My ‘baby’ brain and being in a new city just made me anxious to decide things on my own, and in my head I was only relying on him as my partner, but it led him to just give more control of whatever we did.
My mother came to help me when we welcomed our baby into the world – my mum spotted my weird behaviour straight away like defending him or allowing him to do whatever (ie things he shouldn’t in front of parents-in-law). Eventually he shouted at my mum as well and I had to decide to leave him for my and my baby’s safety.
Since we left him I’ve been struggling with myself understanding the situation, as I have been busy with feeding my baby and trying to recover from giving birth. I still even think that the idea of leaving him was decided by my mother, not my own decision.. I know he has been an a*s*ole but it was hard to imagine I’m gonna be a single mother.
I left his place as my mum told, whilst I still wanted to stay (not with him but the place) – All I could clearly understand was it was the best for all, and my baby doesn’t need stressful and unhealthy environment..

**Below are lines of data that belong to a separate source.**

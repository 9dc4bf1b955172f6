//! Shared HTTP adapter state.
//!
//! HTTP handlers accept this state via `actix_web::web::Data` so they only
//! depend on domain ports (use-cases) and remain testable without I/O.

use std::sync::Arc;

use crate::domain::ports::{
    ChildCommand, ChildQuery, CounselReportCommand, CounselReportQuery, CounselRequestCommand,
    InstitutionCommand, InstitutionQuery, ReviewCommand, ReviewQuery, UserCommand, UserQuery,
};

/// Dependency bundle for HTTP handlers.
#[derive(Clone)]
pub struct HttpState {
    pub reviews: Arc<dyn ReviewCommand>,
    pub reviews_query: Arc<dyn ReviewQuery>,
    pub children: Arc<dyn ChildCommand>,
    pub children_query: Arc<dyn ChildQuery>,
    pub counsel_requests: Arc<dyn CounselRequestCommand>,
    pub counsel_reports: Arc<dyn CounselReportCommand>,
    pub counsel_reports_query: Arc<dyn CounselReportQuery>,
    pub users: Arc<dyn UserCommand>,
    pub users_query: Arc<dyn UserQuery>,
    pub institutions: Arc<dyn InstitutionCommand>,
    pub institutions_query: Arc<dyn InstitutionQuery>,
}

Since my mum has decided (conducted) many actions I should take and I had to follow – yet it’s hard to explain but I feel like I’m between my ex’s and my mum’s control, nothing is decided by me (ie how to raise my baby or how I want to deal with the situation with my ex).
Anyone has felt the same or similar way ?
I just feel being in someone’s control, although I’m trying to understand what my mum did was something good for us.. I feel very stressed but I can’t leave my mum either. My ex constantly makes contact with me to ‘see his baby’ (excuse to be in touch) and I’m very exhausted…
21st November 2023 at 11:37 pm #163455swanlakeParticipant
I wonder if you have any health visitor, midwife or postnatal mental health professionals who could help you to get some clarity on the situation?
It could be hormones or exhaustion from caring for a tiny new person, or it could be that your mum is genuinely being excessively controlling. It’s good that you have a sense of what you want.
26th November 2023 at 8:02 pm #163573StrongLifeParticipant
It sounds like a difficult situation. Please see about child custody. The baby is young. I am glad you have sort help on forum. You need to take care of baby at the moment not some yelling guy. Glad your mom is there.